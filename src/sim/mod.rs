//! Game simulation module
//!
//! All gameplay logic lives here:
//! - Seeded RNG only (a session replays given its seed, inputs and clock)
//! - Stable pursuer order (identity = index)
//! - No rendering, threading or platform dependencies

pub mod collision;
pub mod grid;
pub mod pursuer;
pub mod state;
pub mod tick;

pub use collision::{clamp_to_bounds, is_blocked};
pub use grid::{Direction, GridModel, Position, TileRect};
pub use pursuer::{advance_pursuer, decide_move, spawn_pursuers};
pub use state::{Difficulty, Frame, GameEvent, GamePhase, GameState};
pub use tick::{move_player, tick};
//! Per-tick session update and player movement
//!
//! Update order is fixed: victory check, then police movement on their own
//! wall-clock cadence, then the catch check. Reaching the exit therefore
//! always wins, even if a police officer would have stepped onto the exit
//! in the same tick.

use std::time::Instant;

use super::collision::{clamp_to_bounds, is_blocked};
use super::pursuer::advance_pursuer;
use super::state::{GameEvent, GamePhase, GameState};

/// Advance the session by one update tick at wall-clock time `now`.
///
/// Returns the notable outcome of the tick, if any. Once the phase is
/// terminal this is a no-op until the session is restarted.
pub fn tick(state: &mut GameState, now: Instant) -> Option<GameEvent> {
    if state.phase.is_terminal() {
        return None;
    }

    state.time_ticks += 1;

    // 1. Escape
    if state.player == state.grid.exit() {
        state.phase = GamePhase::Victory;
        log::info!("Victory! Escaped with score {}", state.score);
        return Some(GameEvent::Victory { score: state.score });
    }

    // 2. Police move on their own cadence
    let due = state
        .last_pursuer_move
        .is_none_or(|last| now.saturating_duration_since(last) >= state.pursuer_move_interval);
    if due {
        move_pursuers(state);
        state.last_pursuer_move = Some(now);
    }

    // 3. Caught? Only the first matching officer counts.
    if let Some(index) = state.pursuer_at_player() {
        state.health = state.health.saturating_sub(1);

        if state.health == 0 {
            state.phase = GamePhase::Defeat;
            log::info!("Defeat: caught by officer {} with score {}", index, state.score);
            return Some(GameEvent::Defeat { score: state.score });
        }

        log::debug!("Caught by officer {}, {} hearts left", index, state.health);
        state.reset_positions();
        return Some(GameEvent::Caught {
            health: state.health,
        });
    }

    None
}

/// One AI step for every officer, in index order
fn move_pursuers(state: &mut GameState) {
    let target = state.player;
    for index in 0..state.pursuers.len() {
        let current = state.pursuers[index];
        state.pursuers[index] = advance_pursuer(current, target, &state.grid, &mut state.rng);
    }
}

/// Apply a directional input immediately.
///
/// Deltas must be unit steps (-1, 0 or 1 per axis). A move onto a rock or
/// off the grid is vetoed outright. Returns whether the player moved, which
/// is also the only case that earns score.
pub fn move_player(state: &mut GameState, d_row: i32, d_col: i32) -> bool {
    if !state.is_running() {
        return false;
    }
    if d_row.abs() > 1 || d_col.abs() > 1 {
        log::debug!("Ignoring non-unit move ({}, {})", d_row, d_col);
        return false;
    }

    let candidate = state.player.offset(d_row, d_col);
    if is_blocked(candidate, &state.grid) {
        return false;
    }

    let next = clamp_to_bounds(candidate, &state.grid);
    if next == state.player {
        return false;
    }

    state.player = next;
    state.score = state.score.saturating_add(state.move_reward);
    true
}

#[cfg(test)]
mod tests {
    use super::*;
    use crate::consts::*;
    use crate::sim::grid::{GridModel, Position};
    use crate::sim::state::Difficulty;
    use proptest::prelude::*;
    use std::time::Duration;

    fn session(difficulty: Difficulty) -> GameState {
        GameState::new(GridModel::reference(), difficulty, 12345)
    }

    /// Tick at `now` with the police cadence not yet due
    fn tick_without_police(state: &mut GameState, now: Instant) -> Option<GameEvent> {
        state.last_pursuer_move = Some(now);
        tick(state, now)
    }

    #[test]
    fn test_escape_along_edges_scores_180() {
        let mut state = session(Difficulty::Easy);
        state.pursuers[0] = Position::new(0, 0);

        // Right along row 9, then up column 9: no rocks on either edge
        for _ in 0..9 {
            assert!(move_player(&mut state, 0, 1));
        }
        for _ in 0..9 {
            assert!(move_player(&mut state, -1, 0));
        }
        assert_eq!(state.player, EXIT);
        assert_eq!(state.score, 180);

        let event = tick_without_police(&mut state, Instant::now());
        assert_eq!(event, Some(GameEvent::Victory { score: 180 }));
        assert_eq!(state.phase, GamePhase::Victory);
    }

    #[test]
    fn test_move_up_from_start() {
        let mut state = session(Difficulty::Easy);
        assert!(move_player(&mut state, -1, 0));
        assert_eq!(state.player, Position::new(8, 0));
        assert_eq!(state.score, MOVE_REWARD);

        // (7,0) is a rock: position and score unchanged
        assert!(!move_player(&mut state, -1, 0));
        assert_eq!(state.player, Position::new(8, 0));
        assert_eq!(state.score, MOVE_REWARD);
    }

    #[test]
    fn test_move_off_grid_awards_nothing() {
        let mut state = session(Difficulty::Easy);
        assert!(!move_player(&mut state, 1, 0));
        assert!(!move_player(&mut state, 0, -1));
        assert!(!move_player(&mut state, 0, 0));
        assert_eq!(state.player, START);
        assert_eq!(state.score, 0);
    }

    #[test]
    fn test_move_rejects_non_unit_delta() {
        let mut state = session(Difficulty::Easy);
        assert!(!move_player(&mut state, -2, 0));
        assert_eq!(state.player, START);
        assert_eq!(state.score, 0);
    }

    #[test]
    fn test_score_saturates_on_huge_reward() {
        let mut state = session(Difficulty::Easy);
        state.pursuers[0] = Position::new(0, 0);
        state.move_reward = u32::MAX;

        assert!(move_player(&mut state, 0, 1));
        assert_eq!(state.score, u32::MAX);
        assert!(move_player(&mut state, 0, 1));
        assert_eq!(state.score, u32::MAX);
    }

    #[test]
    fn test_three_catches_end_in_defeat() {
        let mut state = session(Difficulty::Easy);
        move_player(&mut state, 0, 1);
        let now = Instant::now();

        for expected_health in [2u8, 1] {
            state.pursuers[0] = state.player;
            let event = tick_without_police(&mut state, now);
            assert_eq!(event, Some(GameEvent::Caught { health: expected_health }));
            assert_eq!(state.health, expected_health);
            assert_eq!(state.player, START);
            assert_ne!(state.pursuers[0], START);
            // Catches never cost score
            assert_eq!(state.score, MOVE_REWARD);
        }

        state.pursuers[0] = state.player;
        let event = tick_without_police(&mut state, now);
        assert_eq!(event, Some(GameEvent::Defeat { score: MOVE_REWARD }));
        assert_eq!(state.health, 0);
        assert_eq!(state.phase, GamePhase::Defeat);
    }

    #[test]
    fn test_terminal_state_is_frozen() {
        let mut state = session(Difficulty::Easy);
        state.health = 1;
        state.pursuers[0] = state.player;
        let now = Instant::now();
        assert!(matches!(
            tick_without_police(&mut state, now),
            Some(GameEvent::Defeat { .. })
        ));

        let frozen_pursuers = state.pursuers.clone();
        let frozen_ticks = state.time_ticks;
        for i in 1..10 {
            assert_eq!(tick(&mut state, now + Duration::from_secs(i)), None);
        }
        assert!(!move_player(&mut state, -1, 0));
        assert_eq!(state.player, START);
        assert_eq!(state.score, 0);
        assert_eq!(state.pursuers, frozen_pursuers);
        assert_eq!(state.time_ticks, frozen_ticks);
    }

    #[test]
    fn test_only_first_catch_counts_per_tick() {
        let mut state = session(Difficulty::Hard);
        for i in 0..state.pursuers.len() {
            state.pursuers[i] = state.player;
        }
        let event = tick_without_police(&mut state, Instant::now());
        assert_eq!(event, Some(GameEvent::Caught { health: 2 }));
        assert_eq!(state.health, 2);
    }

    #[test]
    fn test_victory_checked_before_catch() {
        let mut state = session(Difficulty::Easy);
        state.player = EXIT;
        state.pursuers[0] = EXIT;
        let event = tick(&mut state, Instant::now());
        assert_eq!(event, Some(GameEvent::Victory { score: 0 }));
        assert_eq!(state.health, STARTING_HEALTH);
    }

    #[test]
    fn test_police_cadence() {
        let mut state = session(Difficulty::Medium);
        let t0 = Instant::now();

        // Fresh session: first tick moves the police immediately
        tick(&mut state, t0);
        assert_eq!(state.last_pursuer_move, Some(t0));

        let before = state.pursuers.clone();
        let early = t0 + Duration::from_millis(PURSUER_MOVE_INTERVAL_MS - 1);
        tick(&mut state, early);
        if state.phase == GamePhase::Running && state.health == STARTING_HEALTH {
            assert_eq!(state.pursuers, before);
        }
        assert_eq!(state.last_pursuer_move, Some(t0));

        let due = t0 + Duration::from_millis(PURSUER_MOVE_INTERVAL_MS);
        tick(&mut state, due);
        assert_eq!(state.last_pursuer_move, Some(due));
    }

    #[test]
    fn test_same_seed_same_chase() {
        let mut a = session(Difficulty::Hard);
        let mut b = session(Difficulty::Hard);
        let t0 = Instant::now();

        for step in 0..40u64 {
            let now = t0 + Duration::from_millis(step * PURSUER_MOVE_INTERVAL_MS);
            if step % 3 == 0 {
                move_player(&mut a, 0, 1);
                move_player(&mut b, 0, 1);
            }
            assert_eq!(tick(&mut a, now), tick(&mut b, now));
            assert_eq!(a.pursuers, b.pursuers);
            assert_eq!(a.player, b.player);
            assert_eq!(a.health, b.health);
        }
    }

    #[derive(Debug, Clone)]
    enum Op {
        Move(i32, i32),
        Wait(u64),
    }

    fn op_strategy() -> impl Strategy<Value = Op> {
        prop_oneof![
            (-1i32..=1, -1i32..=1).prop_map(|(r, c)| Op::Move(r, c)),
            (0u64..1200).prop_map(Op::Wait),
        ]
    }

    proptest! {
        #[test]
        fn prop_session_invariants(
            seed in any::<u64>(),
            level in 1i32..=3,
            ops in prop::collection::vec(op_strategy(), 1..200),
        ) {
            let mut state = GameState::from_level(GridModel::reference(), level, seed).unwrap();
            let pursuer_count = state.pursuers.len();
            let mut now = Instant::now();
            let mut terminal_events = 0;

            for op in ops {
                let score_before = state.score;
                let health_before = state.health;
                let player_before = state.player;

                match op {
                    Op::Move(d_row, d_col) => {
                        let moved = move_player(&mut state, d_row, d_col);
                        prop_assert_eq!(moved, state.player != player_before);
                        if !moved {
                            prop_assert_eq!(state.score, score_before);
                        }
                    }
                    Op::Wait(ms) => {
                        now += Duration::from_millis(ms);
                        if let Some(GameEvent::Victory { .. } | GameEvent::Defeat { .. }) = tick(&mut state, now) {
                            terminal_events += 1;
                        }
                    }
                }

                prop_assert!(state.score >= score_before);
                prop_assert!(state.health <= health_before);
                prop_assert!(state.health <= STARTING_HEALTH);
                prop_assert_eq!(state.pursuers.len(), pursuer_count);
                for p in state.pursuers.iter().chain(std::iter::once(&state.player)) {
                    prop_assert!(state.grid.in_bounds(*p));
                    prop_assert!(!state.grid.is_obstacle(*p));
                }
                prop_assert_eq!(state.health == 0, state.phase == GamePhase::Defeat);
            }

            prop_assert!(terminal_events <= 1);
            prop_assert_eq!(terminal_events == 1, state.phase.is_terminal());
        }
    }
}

## What is required
Report every line in the listing that holds the word "Wait".

## Completed task
        Wait(u64),
            (0u64..1200).prop_map(Op::Wait),
                    Op::Wait(ms) => {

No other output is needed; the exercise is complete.